> [INPUT RECORDS]
+ + + + + + +
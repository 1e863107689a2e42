//! Abstraction over async functions of varying arity.
//!
//! [`FnTrait`] lets the router accept plain async functions with zero to
//! eight parameters; the parameter tuple is produced by the extractors in
//! [`crate::extract`].

use std::future::Future;

/// An async function callable with an argument tuple.
pub trait FnTrait<Args>: Send + Sync {
    type Output;
    type Fut: Future<Output = Self::Output> + Send;

    fn call(&self, args: Args) -> Self::Fut;
}

macro_rules! impl_fn_trait {
    ($($param:ident)*) => {
        impl<Func, Fut, $($param,)*> FnTrait<($($param,)*)> for Func
        where
            Func: Fn($($param),*) -> Fut + Send + Sync,
            Fut: Future + Send,
        {
            type Output = Fut::Output;
            type Fut = Fut;

            #[inline]
            #[allow(non_snake_case)]
            fn call(&self, ($($param,)*): ($($param,)*)) -> Self::Fut {
                (self)($($param,)*)
            }
        }
    };
}

impl_fn_trait! {}
impl_fn_trait! { A }
impl_fn_trait! { A B }
impl_fn_trait! { A B C }
impl_fn_trait! { A B C D }
impl_fn_trait! { A B C D E }
impl_fn_trait! { A B C D E F }
impl_fn_trait! { A B C D E F G }
impl_fn_trait! { A B C D E F G H }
+ + + + + + +
Write the records out again, character for character.

> [YOUR RESPONSE]
repository 1e863107689a2e42
//! Abstraction over async functions of varying arity.
//!
//! [`FnTrait`] lets the router accept plain async functions with zero to
//! eight parameters; the parameter tuple is produced by the extractors in
//! [`crate::extract`].

use std::future::Future;

/// An async function callable with an argument tuple.
pub trait FnTrait<Args>: Send + Sync {
    type Output;
    type Fut: Future<Output = Self::Output> + Send;

    fn call(&self, args: Args) -> Self::Fut;
}

macro_rules! impl_fn_trait {
    ($($param:ident)*) => {
        impl<Func, Fut, $($param,)*> FnTrait<($($param,)*)> for Func
        where
            Func: Fn($($param),*) -> Fut + Send + Sync,
            Fut: Future + Send,
        {
            type Output = Fut::Output;
            type Fut = Fut;

            #[inline]
            #[allow(non_snake_case)]
            fn call(&self, ($($param,)*): ($($param,)*)) -> Self::Fut {
                (self)($($param,)*)
            }
        }
    };
}

impl_fn_trait! {}
impl_fn_trait! { A }
impl_fn_trait! { A B }
impl_fn_trait! { A B C }
impl_fn_trait! { A B C D }
impl_fn_trait! { A B C D E }
impl_fn_trait! { A B C D E F }
impl_fn_trait! { A B C D E F G }
impl_fn_trait! { A B C D E F G H }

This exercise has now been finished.